Structuring the Co-Management Agreement
While co-management agreements can vary widely, there are a number of elements that should be included in any well-drafted co-management agreement to comply with the various regulatory schemes that may be implicated by the arrangement. These include:
- The agreement should clearly establish in advance base compensation, incentive compensation targets to be achieved, and the metrics used to measure performance;
- The agreement should be structured so that it does not induce or reward physicians for increased utilization or the volume or value of their referrals;
- The agreement should have targets that are specific, tied to verifiable cost savings, and that do not incentivize changes in volume or shifts in payer mix that could reduce Medicare and Medicaid beneficiaries’ access to services in violation of CMP;
- The agreement should fully and sufficiently describe the services to be provided;
- The agreement should be supported by an independent, third-party valuation to ensure that all compensation is FMV;
- The agreement should, at a minimum, require that receipt of incentive compensation is conditioned upon the group’s physicians not (1) increasing referrals to the hospital, (2) cherry picking patients to meet targets, or (3) accelerating patient discharges;
- The agreement should require periodic reviews to verify that prohibited actions are not occurring (best practice is through audits by independent reviewers);
- The agreement should require annual review(s) to confirm that compensation remains at FMV and that the responsibilities, targets, and measuring metrics remain accurate;
- The agreement should allow physicians to make independent decisions based on the medical needs of their patients;
- The agreement should not base targets, particularly those related to cost savings and compensation, on individual physician performance;
- The agreement should base incentive compensation on group performance rather than individual;
- The agreement should cap the amount of total compensation that can be paid under the arrangement; and
- The agreement should have a limited duration (a three year term is common, and an unlimited term is generally inappropriate).
If properly structured and operated, co-management arrangements can increase patient outcomes and operational efficiency, resulting in higher employee and patient satisfaction and increased cash flow for both the hospital and to the physicians. However, in comparison to other health care compensation arrangements, co-management arrangements have a relatively higher degree of regulatory risk, especially if FMV cannot be demonstrated or proven. This is due in part to the numerous regulatory schemes that may be implicated by the arrangement, and the fact that incentive payments are made to physicians who refer patients to the hospital.

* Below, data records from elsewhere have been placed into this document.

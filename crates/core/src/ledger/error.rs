//! Ledger error types.

use corebank_shared::AppError;
use rust_decimal::Decimal;
use thiserror::Error;
use uuid::Uuid;

use super::types::TransactionType;

/// Errors that can occur during ledger operations.
#[derive(Debug, Error)]
pub enum LedgerError {
    // ========== Validation Errors ==========
    /// Amount below the 1.00 minimum.
    #[error("Amount must be at least 1.00, got {0}")]
    AmountTooSmall(Decimal),

    /// Amount above the single-posting maximum.
    #[error("Amount must be at most {max}, got {actual}")]
    AmountTooLarge {
        /// Maximum accepted amount.
        max: Decimal,
        /// Requested amount.
        actual: Decimal,
    },

    /// Amount has more than two decimal places.
    #[error("Amount must have at most 2 decimal places, got {0}")]
    AmountTooPrecise(Decimal),

    /// Description exceeds the length limit.
    #[error("Description must be at most {max} characters, got {actual}")]
    DescriptionTooLong {
        /// Maximum allowed characters.
        max: usize,
        /// Actual length.
        actual: usize,
    },

    /// Source and destination are the same account.
    #[error("Cannot transfer to the same account")]
    SameAccount,

    /// Month or year out of range for a statement.
    #[error("Invalid statement period: {month}/{year}")]
    InvalidStatementPeriod {
        /// Requested month.
        month: u32,
        /// Requested year.
        year: i32,
    },

    // ========== Balance Errors ==========
    /// Applying the entry would leave a negative balance.
    #[error("Insufficient balance: available {available}, requested {requested}")]
    InsufficientBalance {
        /// Balance before the entry.
        available: Decimal,
        /// Debit amount requested.
        requested: Decimal,
    },

    /// Applying the entry would push the balance past the account limit.
    #[error("Balance limit exceeded: balance {balance}, amount {amount}")]
    BalanceLimitExceeded {
        /// Balance before the entry.
        balance: Decimal,
        /// Credit amount requested.
        amount: Decimal,
    },

    // ========== Reversal Errors ==========
    /// Transaction was already reversed.
    #[error("Transaction {0} is already reversed")]
    AlreadyReversed(Uuid),

    /// Reversal rows cannot themselves be reversed.
    #[error("Reversal entries cannot be reversed")]
    CannotReverseReversal,

    /// Some types are settled through their own workflow.
    #[error("Transactions of type {0} cannot be reversed")]
    NotReversible(TransactionType),

    /// A transfer leg lost its counterpart.
    #[error("Transfer {0} has no counterpart leg")]
    MissingCounterpart(Uuid),
}

impl LedgerError {
    /// Returns the error code for API responses.
    #[must_use]
    pub const fn error_code(&self) -> &'static str {
        match self {
            Self::AmountTooSmall(_) => "AMOUNT_TOO_SMALL",
            Self::AmountTooLarge { .. } => "AMOUNT_TOO_LARGE",
            Self::AmountTooPrecise(_) => "AMOUNT_TOO_PRECISE",
            Self::DescriptionTooLong { .. } => "DESCRIPTION_TOO_LONG",
            Self::SameAccount => "SAME_ACCOUNT",
            Self::InvalidStatementPeriod { .. } => "INVALID_STATEMENT_PERIOD",
            Self::InsufficientBalance { .. } => "INSUFFICIENT_BALANCE",
            Self::BalanceLimitExceeded { .. } => "BALANCE_LIMIT_EXCEEDED",
            Self::AlreadyReversed(_) => "ALREADY_REVERSED",
            Self::CannotReverseReversal => "CANNOT_REVERSE_REVERSAL",
            Self::NotReversible(_) => "NOT_REVERSIBLE",
            Self::MissingCounterpart(_) => "MISSING_COUNTERPART",
        }
    }

    /// Returns the HTTP status code for this error.
    #[must_use]
    pub const fn http_status_code(&self) -> u16 {
        match self {
            // 400 Bad Request - malformed input
            Self::AmountTooSmall(_)
            | Self::AmountTooLarge { .. }
            | Self::AmountTooPrecise(_)
            | Self::DescriptionTooLong { .. }
            | Self::SameAccount
            | Self::InvalidStatementPeriod { .. } => 400,

            // 409 Conflict - transaction state
            Self::AlreadyReversed(_) => 409,

            // 422 Unprocessable - business rules
            Self::InsufficientBalance { .. }
            | Self::BalanceLimitExceeded { .. }
            | Self::CannotReverseReversal
            | Self::NotReversible(_) => 422,

            // 500 Internal Server Error - broken ledger data
            Self::MissingCounterpart(_) => 500,
        }
    }
}

impl From<LedgerError> for AppError {
    fn from(err: LedgerError) -> Self {
        match err.http_status_code() {
            400 => Self::Validation(err.to_string()),
            409 => Self::Conflict(err.to_string()),
            422 => Self::BusinessRule(err.to_string()),
            _ => Self::Internal(err.to_string()),
        }
    }
}
//! User repository for database operations.

use std::collections::HashMap;

use chrono::Utc;
use corebank_core::auth::UserRole as DomainRole;
use corebank_shared::types::{PageRequest, PageResponse, UserId};
use sea_orm::sea_query::{Expr, Func};
use sea_orm::{
    ActiveModelTrait, ColumnTrait, Condition, DatabaseConnection, EntityTrait, PaginatorTrait,
    QueryFilter, QueryOrder, QuerySelect, Set,
};
use serde::Serialize;
use uuid::Uuid;

use super::error::{RepoResult, RepositoryError};
use crate::entities::{accounts, sea_orm_active_enums::UserRole, users};

/// Input for creating a user. The email must already be lowercased and the
/// password hashed.
#[derive(Debug, Clone)]
pub struct NewUser {
    /// Email (lowercase).
    pub email: String,
    /// Argon2id hash.
    pub password_hash: String,
    /// Full name.
    pub full_name: String,
    /// Phone number.
    pub phone: String,
    /// National ID or passport number.
    pub national_id: String,
    /// Postal address.
    pub address: Option<String>,
    /// Role.
    pub role: DomainRole,
}

/// Profile fields a user may change. `None` leaves the field untouched.
#[derive(Debug, Clone, Default)]
pub struct ProfileUpdate {
    /// Full name.
    pub full_name: Option<String>,
    /// Phone number.
    pub phone: Option<String>,
    /// Postal address.
    pub address: Option<String>,
}

/// Filter options for listing users.
#[derive(Debug, Clone, Default)]
pub struct UserFilter {
    /// Case-insensitive match on name, email or phone.
    pub search: Option<String>,
    /// Filter by active flag.
    pub is_active: Option<bool>,
    /// Filter by role.
    pub role: Option<DomainRole>,
}

/// User with the number of accounts they own.
#[derive(Debug, Clone, Serialize)]
pub struct UserWithAccounts {
    /// The user record.
    #[serde(flatten)]
    pub user: users::Model,
    /// Number of accounts owned.
    pub account_count: i64,
}

/// User repository for CRUD operations.
#[derive(Debug, Clone)]
pub struct UserRepository {
    db: DatabaseConnection,
}

impl UserRepository {
    /// Creates a new user repository.
    #[must_use]
    pub const fn new(db: DatabaseConnection) -> Self {
        Self { db }
    }

    /// Finds a user by email.
    ///
    /// # Errors
    ///
    /// Returns an error if the database query fails.
    pub async fn find_by_email(&self, email: &str) -> RepoResult<Option<users::Model>> {
        Ok(users::Entity::find()
            .filter(users::Column::Email.eq(email.trim().to_lowercase()))
            .one(&self.db)
            .await?)
    }

    /// Finds a user by ID.
    ///
    /// # Errors
    ///
    /// Returns an error if the database query fails.
    pub async fn find_by_id(&self, id: Uuid) -> RepoResult<Option<users::Model>> {
        Ok(users::Entity::find_by_id(id).one(&self.db).await?)
    }

    /// Loads a user or fails with `NotFound`.
    ///
    /// # Errors
    ///
    /// Returns `NotFound` if the user does not exist.
    pub async fn get(&self, id: Uuid) -> RepoResult<users::Model> {
        self.find_by_id(id)
            .await?
            .ok_or_else(|| RepositoryError::not_found("User", id))
    }

    /// Checks if an email is already registered.
    ///
    /// # Errors
    ///
    /// Returns an error if the database query fails.
    pub async fn email_exists(&self, email: &str) -> RepoResult<bool> {
        let count = users::Entity::find()
            .filter(users::Column::Email.eq(email.trim().to_lowercase()))
            .count(&self.db)
            .await?;
        Ok(count > 0)
    }

    /// Checks if a national ID / passport number is already registered.
    ///
    /// # Errors
    ///
    /// Returns an error if the database query fails.
    pub async fn national_id_exists(&self, national_id: &str) -> RepoResult<bool> {
        let count = users::Entity::find()
            .filter(users::Column::NationalId.eq(national_id.trim()))
            .count(&self.db)
            .await?;
        Ok(count > 0)
    }

    /// Creates a new user.
    ///
    /// # Errors
    ///
    /// Returns `Conflict` if the email or national ID is taken.
    pub async fn create(&self, input: NewUser) -> RepoResult<users::Model> {
        let now = Utc::now().into();
        let user = users::ActiveModel {
            id: Set(UserId::new().into_inner()),
            email: Set(input.email.trim().to_lowercase()),
            password_hash: Set(input.password_hash),
            full_name: Set(input.full_name.trim().to_string()),
            phone: Set(input.phone.trim().to_string()),
            national_id: Set(input.national_id.trim().to_string()),
            address: Set(input.address),
            role: Set(input.role.into()),
            is_active: Set(true),
            last_login_at: Set(None),
            created_at: Set(now),
            updated_at: Set(now),
        };

        let user = user.insert(&self.db).await?;
        tracing::info!(user_id = %user.id, role = ?user.role, "User created");
        Ok(user)
    }

    /// Updates profile fields.
    ///
    /// # Errors
    ///
    /// Returns `NotFound` if the user does not exist.
    pub async fn update_profile(&self, id: Uuid, update: ProfileUpdate) -> RepoResult<users::Model> {
        let user = self.get(id).await?;
        let mut active: users::ActiveModel = user.into();

        if let Some(full_name) = update.full_name {
            active.full_name = Set(full_name.trim().to_string());
        }
        if let Some(phone) = update.phone {
            active.phone = Set(phone.trim().to_string());
        }
        if let Some(address) = update.address {
            let address = address.trim().to_string();
            active.address = Set((!address.is_empty()).then_some(address));
        }
        active.updated_at = Set(Utc::now().into());

        Ok(active.update(&self.db).await?)
    }

    /// Activates or deactivates a user. Returns the previous and updated rows.
    ///
    /// # Errors
    ///
    /// Returns `NotFound` if the user does not exist.
    pub async fn set_active(
        &self,
        id: Uuid,
        is_active: bool,
    ) -> RepoResult<(users::Model, users::Model)> {
        let before = self.get(id).await?;
        let mut active: users::ActiveModel = before.clone().into();
        active.is_active = Set(is_active);
        active.updated_at = Set(Utc::now().into());
        let after = active.update(&self.db).await?;

        tracing::info!(user_id = %id, is_active, "User status changed");
        Ok((before, after))
    }

    /// Changes a user's role. Returns the previous and updated rows.
    ///
    /// # Errors
    ///
    /// Returns `NotFound` if the user does not exist.
    pub async fn set_role(
        &self,
        id: Uuid,
        role: DomainRole,
    ) -> RepoResult<(users::Model, users::Model)> {
        let before = self.get(id).await?;
        let mut active: users::ActiveModel = before.clone().into();
        active.role = Set(role.into());
        active.updated_at = Set(Utc::now().into());
        let after = active.update(&self.db).await?;

        tracing::info!(user_id = %id, role = %role, "User role changed");
        Ok((before, after))
    }

    /// Records a successful login.
    ///
    /// # Errors
    ///
    /// Returns an error if the database update fails.
    pub async fn touch_last_login(&self, id: Uuid) -> RepoResult<()> {
        let now = Utc::now();
        users::Entity::update_many()
            .col_expr(users::Column::LastLoginAt, Expr::value(now))
            .filter(users::Column::Id.eq(id))
            .exec(&self.db)
            .await?;
        Ok(())
    }

    /// Lists users, newest first, with their account counts.
    ///
    /// # Errors
    ///
    /// Returns an error if the database query fails.
    pub async fn list(
        &self,
        filter: &UserFilter,
        page: &PageRequest,
    ) -> RepoResult<PageResponse<UserWithAccounts>> {
        let mut query = users::Entity::find();

        if let Some(search) = filter
            .search
            .as_deref()
            .map(str::trim)
            .filter(|s| !s.is_empty())
        {
            let pattern = format!("%{}%", search.to_lowercase());
            query = query.filter(
                Condition::any()
                    .add(Expr::expr(Func::lower(Expr::col(users::Column::FullName))).like(&pattern))
                    .add(users::Column::Email.like(&pattern))
                    .add(users::Column::Phone.contains(search)),
            );
        }
        if let Some(is_active) = filter.is_active {
            query = query.filter(users::Column::IsActive.eq(is_active));
        }
        if let Some(role) = filter.role {
            query = query.filter(users::Column::Role.eq(UserRole::from(role)));
        }

        let total = query.clone().count(&self.db).await?;
        let rows = query
            .order_by_desc(users::Column::CreatedAt)
            .offset(page.offset())
            .limit(page.limit())
            .all(&self.db)
            .await?;

        let ids: Vec<Uuid> = rows.iter().map(|u| u.id).collect();
        let counts: HashMap<Uuid, i64> = if ids.is_empty() {
            HashMap::new()
        } else {
            accounts::Entity::find()
                .select_only()
                .column(accounts::Column::UserId)
                .column_as(Expr::col(accounts::Column::Id).count(), "account_count")
                .filter(accounts::Column::UserId.is_in(ids))
                .group_by(accounts::Column::UserId)
                .into_tuple::<(Uuid, i64)>()
                .all(&self.db)
                .await?
                .into_iter()
                .collect()
        };

        let data = rows
            .into_iter()
            .map(|user| {
                let account_count = counts.get(&user.id).copied().unwrap_or(0);
                UserWithAccounts {
                    user,
                    account_count,
                }
            })
            .collect();

        Ok(PageResponse::new(data, page, total))
    }
}
//! `SeaORM` Entity for audit_logs table.

use sea_orm::entity::prelude::*;
use serde::{Deserialize, Serialize};

use super::sea_orm_active_enums::{AuditAction, AuditTarget};

#[derive(Clone, Debug, PartialEq, DeriveEntityModel, Eq, Serialize, Deserialize)]
#[sea_orm(table_name = "audit_logs")]
pub struct Model {
    #[sea_orm(primary_key, auto_increment = false)]
    pub id: Uuid,
    pub actor_id: Option<Uuid>,
    pub action: AuditAction,
    pub target_type: AuditTarget,
    pub target_id: Option<Uuid>,
    #[sea_orm(column_type = "JsonBinary")]
    pub details: Json,
    pub reason: Option<String>,
    pub ip_address: Option<String>,
    pub user_agent: Option<String>,
    #[sea_orm(column_type = "JsonBinary", nullable)]
    pub previous_state: Option<Json>,
    #[sea_orm(column_type = "JsonBinary", nullable)]
    pub new_state: Option<Json>,
    pub created_at: DateTimeWithTimeZone,
}

#[derive(Copy, Clone, Debug, EnumIter, DeriveRelation)]
pub enum Relation {
    #[sea_orm(
        belongs_to = "super::users::Entity",
        from = "Column::ActorId",
        to = "super::users::Column::Id"
    )]
    Users,
}

impl Related<super::users::Entity> for Entity {
    fn to() -> RelationDef {
        Relation::Users.def()
    }
}

impl ActiveModelBehavior for ActiveModel {}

Nevertheless, the health care world is changing under the Affordable Care Act, and high quality, cost effective care is now a major driver for health care providers. "Pay for performance" (as opposed to illegal payment for referrals) is likely to become common, and co-management arrangements are likely to flourish.
The hypothetical used in this article is based on one put forth by CMS itself, in Advisory Opinion 12-22.
 The concepts in this article are not intended as legal advice, and the reader is encouraged to consult counsel regarding the specific facts of any proposed co-management arrangement.